The functions we created are included in a script. The necessary parts for pre-processing were taken. Analysis complete.


Business Problem

/Required for a machine learning pipeline data preprocessing and variable engineering script needs to be prepared.

/When the dataset is passed through this script, the modeling starts. Expected to be ready.

Dataset Story

*The data set is the data set of the people who were in the Titanic shipwreck.
*It consists of 768 observations and 12 variables.

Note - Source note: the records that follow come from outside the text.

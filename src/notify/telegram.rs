// src/notify/telegram.rs
use anyhow::{bail, Context, Result};
use async_trait::async_trait;
use metrics::counter;
use reqwest::Client;
use serde_json::json;

use super::{DeliveryReport, Notifier, OutgoingMessage};

/// Telegram rejects photo captions longer than this.
pub const CAPTION_LIMIT: usize = 1024;
pub const MESSAGE_LIMIT: usize = 4096;

pub struct TelegramNotifier {
    client: Client,
    api_base: String,
    bot_token: String,
    chat_ids: Vec<String>,
}

impl TelegramNotifier {
    pub fn new(
        client: Client,
        api_base: impl Into<String>,
        bot_token: impl Into<String>,
        chat_ids: Vec<String>,
    ) -> Self {
        Self {
            client,
            api_base: api_base.into().trim_end_matches('/').to_string(),
            bot_token: bot_token.into(),
            chat_ids,
        }
    }

    fn method_url(&self, method: &str) -> String {
        format!("{}/bot{}/{}", self.api_base, self.bot_token, method)
    }

    async fn post(&self, method: &str, body: serde_json::Value) -> Result<()> {
        let resp = self
            .client
            .post(self.method_url(method))
            .json(&body)
            .send()
            .await
            .with_context(|| format!("telegram {method}"))?;
        if !resp.status().is_success() {
            let status = resp.status();
            let text = resp.text().await.unwrap_or_default();
            bail!("telegram {method} returned {status}: {text}");
        }
        Ok(())
    }

    pub async fn send_message(&self, chat_id: &str, text: &str) -> Result<()> {
        self.post(
            "sendMessage",
            json!({
                "chat_id": chat_id,
                "text": text,
                "parse_mode": "HTML"
            }),
        )
        .await
    }

    /// Photo with caption; falls back to a plain text message when the photo
    /// is refused.
    pub async fn send_photo(&self, chat_id: &str, photo_url: &str, caption: &str) -> Result<()> {
        let sent = self
            .post(
                "sendPhoto",
                json!({
                    "chat_id": chat_id,
                    "photo": photo_url,
                    "caption": caption,
                    "parse_mode": "HTML"
                }),
            )
            .await;
        if let Err(e) = sent {
            tracing::warn!(target: "notify", chat_id, error = ?e, "sendPhoto failed, falling back to text");
            return self.send_message(chat_id, caption).await;
        }
        Ok(())
    }

    async fn deliver_to(&self, chat_id: &str, msg: &OutgoingMessage) -> Result<()> {
        match msg.image_url.as_deref() {
            Some(photo) if msg.body.chars().count() <= CAPTION_LIMIT => {
                self.send_photo(chat_id, photo, &msg.body).await
            }
            _ => self.send_message(chat_id, &msg.body).await,
        }
    }
}

#[async_trait]
impl Notifier for TelegramNotifier {
    async fn deliver(&self, msg: &OutgoingMessage) -> DeliveryReport {
        super::ensure_metrics_described();
        let mut report = DeliveryReport::default();
        for chat_id in &self.chat_ids {
            match self.deliver_to(chat_id, msg).await {
                Ok(()) => {
                    report.delivered += 1;
                    counter!("notify_delivered_total").increment(1);
                }
                Err(e) => {
                    report.failed += 1;
                    counter!("notify_failed_total").increment(1);
                    tracing::warn!(target: "notify", chat_id = %chat_id, error = ?e, "telegram delivery failed");
                }
            }
        }
        report
    }

    fn name(&self) -> &'static str {
        "telegram"
    }
}

#[cfg(test)]
mod tests {
    use super::*;

    #[test]
    fn method_url_ignores_trailing_slash() {
        let n = TelegramNotifier::new(Client::new(), "http://127.0.0.1:9/", "T0K", vec![]);
        assert_eq!(n.method_url("sendMessage"), "http://127.0.0.1:9/botT0K/sendMessage");
    }
}
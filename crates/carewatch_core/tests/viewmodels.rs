use carewatch_core::cache::{CacheError, ChangeFeed, LiveQuery};
use carewatch_core::repo::{CareRepositories, ChildRepository, RepoError, RepoResult, RepoStream};
use carewatch_core::sync::seed_if_empty;
use carewatch_core::viewmodel::{
    ChildDetailViewModel, DashboardViewModel, LoadPolicy, UiEvent, UiState,
};
use carewatch_core::{CacheStore, Child, TaskStatus};
use std::sync::Arc;
use std::time::Duration;
use tokio::sync::watch;
use tokio::time::timeout;

const NOW: i64 = 1_700_000_000_000;
const WAIT: Duration = Duration::from_secs(2);

struct BrokenChildren;

impl ChildRepository for BrokenChildren {
    fn get_child(&self, _id: &str) -> RepoResult<Child> {
        Err(RepoError::Cache(CacheError::LockPoisoned))
    }

    fn list_children(&self) -> RepoResult<Vec<Child>> {
        Err(RepoError::Cache(CacheError::LockPoisoned))
    }

    fn observe_children(&self) -> RepoStream<Vec<Child>> {
        LiveQuery::new(ChangeFeed::new().subscribe(&[]), || {
            Err(RepoError::Cache(CacheError::LockPoisoned))
        })
    }
}

fn broken_repositories(store: &CacheStore) -> CareRepositories {
    CareRepositories {
        children: Arc::new(BrokenChildren),
        ..CareRepositories::from_store(store)
    }
}

async fn settled<T: Clone>(rx: &mut watch::Receiver<UiState<T>>) -> UiState<T> {
    timeout(WAIT, rx.wait_for(|state| !state.is_loading()))
        .await
        .expect("state should settle")
        .expect("view-model alive")
        .clone()
}

#[tokio::test]
async fn dashboard_moves_from_loading_to_loaded_and_follows_changes() {
    let store = CacheStore::open_in_memory().unwrap();
    let (vm, _events) =
        DashboardViewModel::new(CareRepositories::from_store(&store), LoadPolicy::SurfaceError);
    let mut state = vm.state();
    assert!(state.borrow().is_loading());

    vm.start();
    let loaded = settled(&mut state).await;
    assert!(loaded.loaded().unwrap().children.is_empty());

    seed_if_empty(&store, NOW).unwrap();
    let refreshed = timeout(
        WAIT,
        state.wait_for(|state| state.loaded().is_some_and(|data| data.children.len() == 3)),
    )
    .await
    .unwrap()
    .unwrap()
    .clone();

    let dashboard = refreshed.loaded().unwrap();
    assert!(!dashboard.is_fallback);
    let sarah = dashboard
        .children
        .iter()
        .find(|child| child.id == "child1")
        .unwrap();
    assert_eq!(sarah.pending_tasks, 2);
    assert_eq!(sarah.next_task.as_deref(), Some("Give Tylenol"));
}

#[tokio::test]
async fn dashboard_surfaces_error_under_surface_policy() {
    let store = CacheStore::open_in_memory().unwrap();
    let (vm, _events) = DashboardViewModel::new(broken_repositories(&store), LoadPolicy::SurfaceError);
    let mut state = vm.state();

    vm.start();

    assert_eq!(
        settled(&mut state).await,
        UiState::Error("Could not load children".to_string())
    );
}

#[tokio::test]
async fn dashboard_uses_sample_data_under_fallback_policy() {
    let store = CacheStore::open_in_memory().unwrap();
    let (vm, mut events) = DashboardViewModel::new(broken_repositories(&store), LoadPolicy::UseFallback);
    let mut state = vm.state();

    vm.start();

    let settled = settled(&mut state).await;
    let dashboard = settled.loaded().expect("fallback data");
    assert!(dashboard.is_fallback);
    assert_eq!(dashboard.children.len(), 3);
    assert!(matches!(
        timeout(WAIT, events.recv()).await.unwrap(),
        Some(UiEvent::ShowMessage(_))
    ));
}

#[tokio::test]
async fn select_child_navigates_or_reports_missing_child() {
    let store = CacheStore::open_in_memory().unwrap();
    seed_if_empty(&store, NOW).unwrap();
    let (vm, mut events) =
        DashboardViewModel::new(CareRepositories::from_store(&store), LoadPolicy::SurfaceError);

    vm.select_child("child2");
    assert_eq!(
        timeout(WAIT, events.recv()).await.unwrap(),
        Some(UiEvent::NavigateToChild("child2".to_string()))
    );

    vm.select_child("ghost");
    assert!(matches!(
        timeout(WAIT, events.recv()).await.unwrap(),
        Some(UiEvent::ShowMessage(_))
    ));
}

#[tokio::test]
async fn child_detail_reports_missing_child_regardless_of_policy() {
    let store = CacheStore::open_in_memory().unwrap();
    let (vm, _events) = ChildDetailViewModel::new(
        "child1",
        CareRepositories::from_store(&store),
        LoadPolicy::UseFallback,
    );
    let mut state = vm.state();

    vm.start();

    assert_eq!(
        settled(&mut state).await,
        UiState::Error("Child not found".to_string())
    );
}

#[tokio::test]
async fn child_detail_complete_task_updates_state_and_emits_message() {
    let store = CacheStore::open_in_memory().unwrap();
    seed_if_empty(&store, NOW).unwrap();
    let (vm, mut events) = ChildDetailViewModel::new(
        "child1",
        CareRepositories::from_store(&store),
        LoadPolicy::SurfaceError,
    );
    let mut state = vm.state();
    vm.start();

    let detail = settled(&mut state).await;
    let detail = detail.loaded().unwrap();
    assert_eq!(detail.child.name, "Sarah Johnson");
    assert_eq!(detail.tasks.len(), 2);
    assert_eq!(detail.medications.len(), 1);
    assert_eq!(detail.meals[0].allergies, "Peanuts");

    vm.complete_task("task1");

    assert_eq!(
        timeout(WAIT, events.recv()).await.unwrap(),
        Some(UiEvent::ShowMessage("Give Tylenol completed".to_string()))
    );
    timeout(
        WAIT,
        state.wait_for(|state| {
            state.loaded().is_some_and(|detail| {
                detail
                    .tasks
                    .iter()
                    .any(|task| task.id == "task1" && task.status == TaskStatus::Completed)
                    && detail.medications[0].last_administered.is_some()
            })
        }),
    )
    .await
    .unwrap()
    .unwrap();
}

#[tokio::test]
async fn child_detail_failed_action_emits_message() {
    let store = CacheStore::open_in_memory().unwrap();
    seed_if_empty(&store, NOW).unwrap();
    let (vm, mut events) = ChildDetailViewModel::new(
        "child1",
        CareRepositories::from_store(&store),
        LoadPolicy::SurfaceError,
    );

    vm.mark_meal_served("no-such-meal");

    match timeout(WAIT, events.recv()).await.unwrap() {
        Some(UiEvent::ShowMessage(message)) => assert!(message.starts_with("Action failed")),
        other => panic!("unexpected event: {other:?}"),
    }
}

#[tokio::test]
async fn dropping_view_model_stops_its_loop() {
    let store = CacheStore::open_in_memory().unwrap();
    let (vm, _events) =
        DashboardViewModel::new(CareRepositories::from_store(&store), LoadPolicy::SurfaceError);
    let mut state = vm.state();
    vm.start();
    settled(&mut state).await;

    drop(vm);

    assert!(timeout(WAIT, state.changed()).await.unwrap().is_err());
}
//! Child row.

use super::{require_text, require_timestamp, ValidationError};
use serde::{Deserialize, Serialize};

/// A child under care.
#[derive(Debug, Clone, PartialEq, Eq, Serialize, Deserialize)]
#[serde(rename_all = "camelCase")]
pub struct Child {
    pub id: String,
    pub name: String,
    pub age: u32,
    /// Derived flag kept in sync with the child's pending task rows.
    #[serde(default)]
    pub has_pending_tasks: bool,
    /// Set once the row has been received from the host device.
    #[serde(default)]
    pub is_synced: bool,
    /// Unix epoch milliseconds of the last mutation. Used for conflict checks.
    pub last_updated: i64,
}

impl Child {
    pub fn new(id: impl Into<String>, name: impl Into<String>, age: u32, now_ms: i64) -> Self {
        Self {
            id: id.into(),
            name: name.into(),
            age,
            has_pending_tasks: false,
            is_synced: false,
            last_updated: now_ms,
        }
    }

    pub fn validate(&self) -> Result<(), ValidationError> {
        require_text("child", "id", &self.id)?;
        require_text("child", "name", &self.name)?;
        require_timestamp("child", "last_updated", self.last_updated)
    }
}

#[cfg(test)]
mod tests {
    use super::Child;
    use crate::model::ValidationError;

    #[test]
    fn rejects_blank_name_but_accepts_any_age() {
        let blank = Child::new("c1", "  ", 3, 0);
        assert_eq!(
            blank.validate(),
            Err(ValidationError::EmptyField {
                entity: "child",
                field: "name"
            })
        );

        assert_eq!(Child::new("c1", "Ann", 40, 0).validate(), Ok(()));
    }

    #[test]
    fn decodes_camel_case_payload_with_defaults() {
        let child: Child =
            serde_json::from_str(r#"{"id":"c1","name":"Ann","age":5,"lastUpdated":10}"#).unwrap();
        assert!(!child.has_pending_tasks);
        assert!(!child.is_synced);
        assert_eq!(child.last_updated, 10);
    }
}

The target variable is specified as “Survived”;

1: one’s survival,
0: indicates the person’s inability to survive.


  • Survived

  • 0 Died, 1 Survived

  • Pclass – Ticket Class

  • 1 = Grade 1, 2 = Grade 2, 3 = Grade 3

  • Age – Age

  • Sibsp – Number of siblings / spouses on the Titanic

  • Sex – Gender

  • Parch – Number of parents/children on Titanic

  • Embarked: – Passenger embarkation port

  • (C = Cherbourg, Q = Queenstown, S = Southampton

  • Fare – Ticket fare

  • Cabin: Cabin number

Project Tasks

1- Open a directory called helpers in the working directory and enter it.
Add a script named data_prep.py.
In the Feature Engineering section, all of our own
collect functions into this script.
Functions that should be here:
▪ outlier_thresholds
▪ replace_with_thresholds
▪ check_outlier
▪ grab_outliers
▪ remove_outlier
▪ missing_values_table
▪ missing_vs_target
▪ label_encoder
▪ one_hot_encoder
▪ rare_analyser
▪ rare_encoder

2- Write a function called titanic_data_prep.
Data preprocessing or EDA functions required for this function,
Get it from the eda.py and data_prep.py files in the helpers.

3- Save the data set you preprocessed to the disk with pickle.